Triple is a 2009 South Korean television series starring Lee Jung-jae, Lee Sun-kyun, Yoon Kye-sang, Lee Ha-na, and Min Hyo-rin. It aired on MBC from June 11 to July 30, 2009 on Wednesdays and Thursdays at 21:55 for 16 episodes.

==Plot==
Eighteen-year-old aspiring figure skater Lee Ha-ru (Min Hyo-rin) moves to Seoul to pursue her ice dreams. In the city she reunites with her stepbrother Shin Hwal (Lee Jung-jae), whom she hasn't seen in years. Her divorcee mother had remarried Hwal's father when Ha-ru was 6, but their parents died in a car accident when she was 13. Ha-ru was sent to live with her real father (Choi Baek-ho) in the countryside and had since lost touch with Hwal.

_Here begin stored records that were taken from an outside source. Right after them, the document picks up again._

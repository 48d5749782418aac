use regex::Regex;
use std::collections::HashSet;
use std::sync::LazyLock;

static QUOTES: LazyLock<Regex> = LazyLock::new(|| Regex::new(r#"["'`]"#).unwrap());
static WHITESPACE: LazyLock<Regex> = LazyLock::new(|| Regex::new(r"\s+").unwrap());
static NON_ID: LazyLock<Regex> = LazyLock::new(|| Regex::new(r"[^A-Za-z0-9_]").unwrap());

const ELLIPSIS: &str = "...";

/// Display label: quotes stripped, whitespace collapsed, cut to `max_len`
/// characters including a trailing ellipsis.
pub fn sanitize_label(label: &str, max_len: usize) -> String {
    let unquoted = QUOTES.replace_all(label, "");
    let collapsed = WHITESPACE.replace_all(unquoted.trim(), " ");

    if collapsed.chars().count() <= max_len {
        return collapsed.to_string();
    }

    let keep = max_len.saturating_sub(ELLIPSIS.len());
    let cut: String = collapsed.chars().take(keep).collect();
    format!("{}{}", cut.trim_end(), ELLIPSIS)
}

/// Node identifier restricted to `[A-Za-z0-9_]`, independent of the label.
pub fn sanitize_id(id: &str) -> String {
    let cleaned = NON_ID.replace_all(id.trim(), "_");
    if cleaned.is_empty() {
        "n_node".to_string()
    } else {
        format!("n_{}", cleaned)
    }
}

/// Assigns sanitized node ids, suffixing any that collide after sanitizing.
#[derive(Debug, Default)]
pub struct NodeIds {
    used: HashSet<String>,
}

impl NodeIds {
    pub fn assign(&mut self, entity_id: &str) -> String {
        let base = sanitize_id(entity_id);
        if self.used.insert(base.clone()) {
            return base;
        }

        let mut n = 2;
        loop {
            let candidate = format!("{}_{}", base, n);
            if self.used.insert(candidate.clone()) {
                return candidate;
            }
            n += 1;
        }
    }
}
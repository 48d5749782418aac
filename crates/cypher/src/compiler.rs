use extract::{CompletionEngine, Entity, EntityType, RawGraph, Relationship, SamplingOptions, Task, TaskOutput};
use regex::Regex;
use serde::{Deserialize, Serialize};
use serde_json::Value;
use std::collections::{BTreeSet, HashMap};
use std::fmt::{self, Write};
use std::sync::LazyLock;
use std::time::Duration;
use thiserror::Error;
use tracing::{debug, info, warn};

use crate::syntax::{check_syntax, contains_keyword};

static NON_WORD: LazyLock<Regex> = LazyLock::new(|| Regex::new(r"[^A-Za-z0-9]+").unwrap());

/// Entity fields that are always written and must not be overwritten by a
/// free-form property of the same name.
const RESERVED_KEYS: [&str; 4] = ["id", "label", "description", "importance"];

#[derive(Debug, Error, PartialEq)]
pub enum CompileError {
    #[error("script is empty")]
    Empty,

    #[error("script has an unbalanced '{0}'")]
    Unbalanced(char),

    #[error("script has an unterminated string literal")]
    UnterminatedString,

    #[error("script contains no recognised Cypher keyword")]
    NoKeyword,

    #[error("failed to render script: {0}")]
    Render(#[from] fmt::Error),
}

#[derive(Debug, Clone, Copy, PartialEq, Eq, Serialize, Deserialize)]
#[serde(rename_all = "snake_case")]
pub enum CompileStrategy {
    ModelAssisted,
    Deterministic,
}

#[derive(Debug, Clone, PartialEq, Serialize, Deserialize)]
pub struct CompiledScript {
    pub script: String,
    pub strategy: CompileStrategy,
}

#[derive(Debug, Clone)]
pub struct CompileOptions {
    /// Skip the engine and go straight to the deterministic path
    pub use_model: bool,
    pub max_tokens: usize,
    pub temperature: f32,
    pub timeout: Duration,
}

impl Default for CompileOptions {
    fn default() -> Self {
        Self {
            use_model: true,
            max_tokens: 4096,
            temperature: 0.1,
            timeout: Duration::from_secs(120),
        }
    }
}

impl CompileOptions {
    /// Scripts are plain text, so JSON output mode stays off.
    pub fn sampling(&self, defaults: &SamplingOptions) -> SamplingOptions {
        defaults.for_call(self.max_tokens, self.temperature, false)
    }
}

/// View of the graph handed to the model: only relationships it can load.
#[derive(Serialize)]
struct GraphPayload<'a> {
    entities: &'a [Entity],
    relationships: Vec<&'a Relationship>,
}

/// Compile a graph into an idempotent Cypher load script. The model is asked
/// first; its script is used only if it names a Cypher keyword and passes the
/// syntax check. Anything else falls through to `compile_deterministic`.
pub async fn compile_query_script(
    graph: &RawGraph,
    engine: &dyn CompletionEngine,
    options: &CompileOptions,
) -> Result<CompiledScript, CompileError> {
    if options.use_model && !graph.entities.is_empty() {
        match model_assisted(graph, engine, options).await {
            Some(script) => {
                info!(
                    entities = graph.entities.len(),
                    script_chars = script.len(),
                    "compiled graph with model assistance"
                );
                return Ok(CompiledScript {
                    script,
                    strategy: CompileStrategy::ModelAssisted,
                });
            }
            None => debug!("model-assisted compilation unusable, using deterministic compiler"),
        }
    }

    let script = compile_deterministic(graph)?;
    info!(entities = graph.entities.len(), "compiled graph deterministically");
    Ok(CompiledScript {
        script,
        strategy: CompileStrategy::Deterministic,
    })
}

async fn model_assisted(graph: &RawGraph, engine: &dyn CompletionEngine, options: &CompileOptions) -> Option<String> {
    let payload = GraphPayload {
        entities: &graph.entities,
        relationships: graph.resolved_relationships(),
    };
    let graph_json = match serde_json::to_string_pretty(&payload) {
        Ok(json) => json,
        Err(e) => {
            warn!(error = %e, "failed to serialize graph for compilation prompt");
            return None;
        }
    };

    let prompt = extract::build_prompt(Task::CypherCompile, &graph_json, None);
    let sampling = options.sampling(&engine.sampling_defaults());
    let response = match tokio::time::timeout(options.timeout, engine.complete(&prompt.text, &sampling)).await {
        Ok(Ok(text)) => text,
        Ok(Err(e)) => {
            warn!(error = %e, "compilation request failed");
            return None;
        }
        Err(_) => {
            warn!(timeout_secs = options.timeout.as_secs(), "compilation request timed out");
            return None;
        }
    };

    let TaskOutput::Script(script) = extract::parse(&response, &prompt.shape).into_output() else {
        return None;
    };

    if !contains_keyword(&script) {
        debug!(response_chars = response.len(), "model script has no Cypher keyword");
        return None;
    }
    if let Err(e) = check_syntax(&script) {
        debug!(error = %e, "model script failed syntax check");
        return None;
    }

    Some(script)
}

/// Script built directly from the graph, no model involved: uniqueness
/// constraints, node upserts, relationship upserts, then label indexes.
/// Relationships with an unknown endpoint are skipped.
pub fn compile_deterministic(graph: &RawGraph) -> Result<String, CompileError> {
    let types: BTreeSet<EntityType> = graph.entities.iter().map(|e| e.entity_type).collect();
    let labels: HashMap<&str, EntityType> = graph.entities.iter().map(|e| (e.id.as_str(), e.entity_type)).collect();

    let mut out = String::new();
    writeln!(
        out,
        "// Knowledge graph load script: {} entities, {} relationships",
        graph.entities.len(),
        graph.relationships.len()
    )?;

    if !types.is_empty() {
        writeln!(out, "\n// Constraints")?;
        for entity_type in &types {
            writeln!(
                out,
                "CREATE CONSTRAINT {}_id_unique IF NOT EXISTS FOR (n:{}) REQUIRE n.id IS UNIQUE;",
                entity_type.as_str(),
                node_label(*entity_type)
            )?;
        }
    }

    if !graph.entities.is_empty() {
        writeln!(out, "\n// Nodes")?;
        for entity in &graph.entities {
            write_node(&mut out, entity)?;
        }
    }

    let relationships = graph.resolved_relationships();
    if !relationships.is_empty() {
        writeln!(out, "\n// Relationships")?;
        for rel in relationships {
            let (Some(source), Some(target)) = (labels.get(rel.source.as_str()), labels.get(rel.target.as_str()))
            else {
                continue;
            };
            write_relationship(&mut out, rel, *source, *target)?;
        }
    }

    if !types.is_empty() {
        writeln!(out, "\n// Indexes")?;
        for entity_type in &types {
            writeln!(
                out,
                "CREATE INDEX {}_label_index IF NOT EXISTS FOR (n:{}) ON (n.label);",
                entity_type.as_str(),
                node_label(*entity_type)
            )?;
        }
    }

    Ok(out)
}

fn write_node(out: &mut String, entity: &Entity) -> fmt::Result {
    let mut assignments = vec![
        format!("n.label = {}", string_literal(&entity.label)),
        format!("n.importance = {}", float_literal(entity.importance)),
    ];
    if let Some(description) = &entity.description {
        assignments.push(format!("n.description = {}", string_literal(description)));
    }
    for (key, value) in &entity.properties {
        let key = property_key(key);
        if RESERVED_KEYS.contains(&key.as_str()) {
            continue;
        }
        if let Some(literal) = scalar_literal(value) {
            assignments.push(format!("n.{} = {}", key, literal));
        }
    }

    writeln!(
        out,
        "MERGE (n:{} {{id: {}}}) SET {};",
        node_label(entity.entity_type),
        string_literal(&entity.id),
        assignments.join(", ")
    )
}

fn write_relationship(out: &mut String, rel: &Relationship, source: EntityType, target: EntityType) -> fmt::Result {
    let mut assignments = vec![format!("r.weight = {}", float_literal(rel.weight))];
    if let Some(description) = &rel.description {
        assignments.push(format!("r.description = {}", string_literal(description)));
    }

    writeln!(
        out,
        "MATCH (a:{} {{id: {}}}), (b:{} {{id: {}}}) MERGE (a)-[r:{}]->(b) SET {};",
        node_label(source),
        string_literal(&rel.source),
        node_label(target),
        string_literal(&rel.target),
        relationship_type(&rel.relation_type),
        assignments.join(", ")
    )
}

pub fn node_label(entity_type: EntityType) -> &'static str {
    match entity_type {
        EntityType::Person => "Person",
        EntityType::Organization => "Organization",
        EntityType::Location => "Location",
        EntityType::Concept => "Concept",
        EntityType::Event => "Event",
        EntityType::Other => "Other",
    }
}

/// Single-quoted Cypher string with backslashes, quotes and line breaks escaped.
pub fn string_literal(value: &str) -> String {
    let mut out = String::with_capacity(value.len() + 2);
    out.push('\'');
    for c in value.chars() {
        match c {
            '\\' => out.push_str("\\\\"),
            '\'' => out.push_str("\\'"),
            '"' => out.push_str("\\\""),
            '\n' => out.push_str("\\n"),
            '\r' => out.push_str("\\r"),
            '\t' => out.push_str("\\t"),
            _ => out.push(c),
        }
    }
    out.push('\'');
    out
}

/// Upper-case, underscore-delimited relationship type: "works at" -> WORKS_AT.
pub fn relationship_type(raw: &str) -> String {
    let token = NON_WORD.replace_all(raw.trim(), "_").trim_matches('_').to_uppercase();
    if token.is_empty() {
        "RELATED_TO".to_string()
    } else if token.starts_with(|c: char| c.is_ascii_digit()) {
        format!("R_{}", token)
    } else {
        token
    }
}

fn property_key(raw: &str) -> String {
    let key = NON_WORD.replace_all(raw.trim(), "_").trim_matches('_').to_lowercase();
    if key.is_empty() {
        "property".to_string()
    } else if key.starts_with(|c: char| c.is_ascii_digit()) {
        format!("p_{}", key)
    } else {
        key
    }
}

fn float_literal(value: f64) -> String {
    if value.fract() == 0.0 {
        format!("{:.1}", value)
    } else {
        format!("{}", value)
    }
}

/// Literal for string, number and boolean values; nested values are skipped.
fn scalar_literal(value: &Value) -> Option<String> {
    match value {
        Value::String(s) => Some(string_literal(s)),
        Value::Bool(b) => Some(b.to_string()),
        Value::Number(n) => Some(n.to_string()),
        _ => None,
    }
}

Hwal, now in his mid-thirties, works at an advertising agency with his two best friends and roommates, Kang Hyun-tae (Yoon Kye-sang) and Jo Hae-yoon (Lee Sun-kyun). When Ha-ru suddenly shows up at the doorstep of their bachelor pad, she ends up moving in with the three men.

Ha-ru's new figure skating coach, Choi Soo-in (Lee Ha-na) turns out to be Hwal's estranged wife. Her plans to make amends with her ex-husband are derailed when his outgoing friend Hyun-tae falls for her instantly and begins pursuing her.

Hae-yoon and bartender Kang Sang-hee (Kim Hee) are longtime friends. When a one-night stand leads to something more, the more old-fashioned Hae-yoon has difficulty dealing with Sang-hee's commitment issues.

Meanwhile, Ha-ru feels torn between Ji Poong-ho (Song Joong-ki), a short track speed skating national athlete her own age, and her growing romantic feelings for her much older stepbrother Hwal.

==Cast==
- Lee Jung-jae as Shin Hwal
- Lee Sun-kyun as Jo Hae-yoon
- Yoon Kye-sang as Kang Hyun-tae
- Lee Ha-na as Choi Soo-in
- Min Hyo-rin as Lee Ha-ru
- Kim Hee as Kang Sang-hee
- Choi Baek-ho as Haru's father
- Song Joong-ki as Ji Poong-ho
- Kim Sang-ho as Coach Nam
- Choi Sun-young as Yoon Hye-jin
- Kim Hye-jung as Soo-in's mother
- Jung Ji-soon as U Communications department head Han
- Kim Young-kwang as Jae-wook
- Jung Byung-chul as company executive
- Ryu Sung-hoon as gangster
- Kwon Beom-jin as young Jo Hae-yoon
- Lee Sung-min as Director Jung
- Kang Ji-hoo
- Kim Bo-ri
- Kim Byung-choon
- Park So-hyun as Coach Shin (cameo)
- Kim Chang-wan as Kim Bok-man (cameo)

==International broadcast==
- It aired in Vietnam on HTV7 in March 2010.
- It aired in Indonesia on B-Channel in April 2013.